In a statement shared with Radio One, OUSA President Michaela Waite-Harvey acknowledged that Netsky’s team “have shown immediate remorse and understanding of the severity of the situation,” and “a willingness and eagerness to engage in honest and open conversations with our Māori students”. As a result, Michaela said she feels “comfortable with our decision to continue with the event,” saying OUSA will work with Netsky and Te Roopū Māori “to organise a hui where he can listen and learn from our tauira”.
The Ori 21 concert will take place in Union Hall on 22 April, after Covid delayed the scheduled show during O Week.
Not everyone seemed to agree with this decision. Second year Otago student Sally told Radio One she would prefer OUSA ceased to promote the event, noting that the gig was still a “money maker” for Netsky.
The video, since taken down, showed multiple non-Māori doing pūkana, some with drinks in hand, to laughter and whooping from the crowd. It was called “disgraceful” by Māori Party co-leader Debbie Ngarewa-Packer, who slammed the actions of people who do “not at all respect who we are and what it is that we’ve been able to give them”.
Netsky took the video down the next morning and posted a public apology on Twitter and Instagram, saying “I’m embarrassed and ashamed of myself. I obviously have a lot to learn. I need to educate myself in issues of cultural appropriation and I am committed to doing this. I apologise to everyone I’ve offended.”

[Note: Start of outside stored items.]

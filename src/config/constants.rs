//! # Image Table Configuration Constants
//!
//! This module centralizes the layout constants for the image table. Constants
//! that depend on each other are co-located and their relationships documented,
//! with compile-time assertions enforcing the critical ones.
//!
//! ## Dependency Graph
//!
//! ```text
//! HW_ROW_ALIGNMENT (64 bytes)
//!       │
//!       └─> row_stride = align_up(width * bytes_per_pixel, HW_ROW_ALIGNMENT)
//!             GPU/blitter row alignment. Every pixel row in an entry starts
//!             on a 64-byte boundary.
//!
//! ENTRY_HEADER_SIZE (32 bytes)
//!       │
//!       ├─> ENTITY_ID_SIZE (16 bytes, trailing header bytes 0..16)
//!       │
//!       └─> SOURCE_ID_SIZE (16 bytes, trailing header bytes 16..32)
//!             entry_length = align_up(image_bytes + ENTRY_HEADER_SIZE, page)
//!
//! CHUNK_TARGET_BYTES (2 MiB)
//!       │
//!       └─> entries_per_chunk = max(MIN_ENTRIES_PER_CHUNK,
//!                                   CHUNK_TARGET_BYTES / entry_length)
//!             One mapped window should stay around 2 MiB so that mapping
//!             and unmapping chunks is cheap relative to the pixel payload.
//! ```
//!
//! ## Critical Invariants
//!
//! 1. `ENTITY_ID_SIZE + SOURCE_ID_SIZE == ENTRY_HEADER_SIZE`
//! 2. `HW_ROW_ALIGNMENT` is a power of two (alignment arithmetic)
//! 3. `CHUNK_TARGET_BYTES` is a multiple of the fallback page size

// ============================================================================
// ENTRY LAYOUT
// ============================================================================

/// Row alignment required by the blit hardware. Pixel rows inside an entry
/// are padded out to this boundary.
pub const HW_ROW_ALIGNMENT: usize = 64;

/// Trailing per-entry header: entity id followed by source-image id.
pub const ENTRY_HEADER_SIZE: usize = 32;

/// Size of the entity id stored at the start of the entry header.
pub const ENTITY_ID_SIZE: usize = 16;

/// Size of the source-image id stored after the entity id.
pub const SOURCE_ID_SIZE: usize = 16;

// ============================================================================
// CHUNK GEOMETRY
// ============================================================================

/// Target byte size of one mapped chunk. The actual chunk length is this
/// rounded to a whole number of entries, never fewer than
/// [`MIN_ENTRIES_PER_CHUNK`].
pub const CHUNK_TARGET_BYTES: usize = 2 * 1024 * 1024;

/// Lower bound on entries per chunk, so very large formats still amortize
/// the cost of a mapping over several entries.
pub const MIN_ENTRIES_PER_CHUNK: u32 = 4;

/// Page size used when the OS cannot be asked (non-unix targets).
pub const FALLBACK_PAGE_SIZE: usize = 4096;

// ============================================================================
// ON-DISK NAMES AND METADATA FORMAT
// ============================================================================

/// Extension of the raw pixel data file, one per format.
pub const TABLE_FILE_EXTENSION: &str = "imageTable";

/// Extension of the serialized index/MRU metadata file.
pub const METADATA_FILE_EXTENSION: &str = "metadata";

/// Magic bytes at offset 0 of the metadata file.
pub const METADATA_MAGIC: &[u8; 16] = b"pixcache meta v1";

/// Current metadata file format version.
pub const METADATA_VERSION: u32 = 1;

const _: () = assert!(ENTITY_ID_SIZE + SOURCE_ID_SIZE == ENTRY_HEADER_SIZE);
const _: () = assert!(HW_ROW_ALIGNMENT.is_power_of_two());
const _: () = assert!(CHUNK_TARGET_BYTES % FALLBACK_PAGE_SIZE == 0);
const _: () = assert!(MIN_ENTRIES_PER_CHUNK >= 1);
// ============================================================================
// Persistence
// ============================================================================

#[test]
fn reopen_with_same_format_restores_entries_and_recency() {
    let dir = tempdir().unwrap();
    let source = Uuid::new_v4();
    let entities: Vec<Uuid> = (0..3).map(|_| Uuid::new_v4()).collect();

    let mru_before = {
        let table = ImageTable::open_in(dir.path(), thumb_format()).unwrap();
        table.set_entry(entities[0], source, |buf| buf.fill(&RED));
        table.set_entry(entities[1], source, |buf| buf.fill(&GREEN));
        table.set_entry(entities[2], source, |buf| buf.fill(&BLUE));
        // A fetch reorders recency; the order must survive the reopen.
        table.new_image_for(entities[0], source, false).unwrap();
        table.delete_entry(entities[1]);
        table.flush_metadata();
        table.mru_order()
    };

    let table = ImageTable::open_in(dir.path(), thumb_format()).unwrap();

    assert_eq!(table.mru_order(), mru_before);
    assert_solid(&table, entities[0], source, RED);
    assert_solid(&table, entities[2], source, BLUE);
    assert!(table.new_image_for(entities[1], source, false).is_none());
}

At least one person in the video has since faced high-profile consequences: Stuff reported that tennis player Ajeet Rai was sanctioned by Tennis New Zealand, after anti-racism advocate Shaneel Lal sent a link of the incident to them. They told Stuff: “I’ve got people yelling ‘stop cancel culture’ at me. My response is: this is not cancel culture, this is consequence culture.”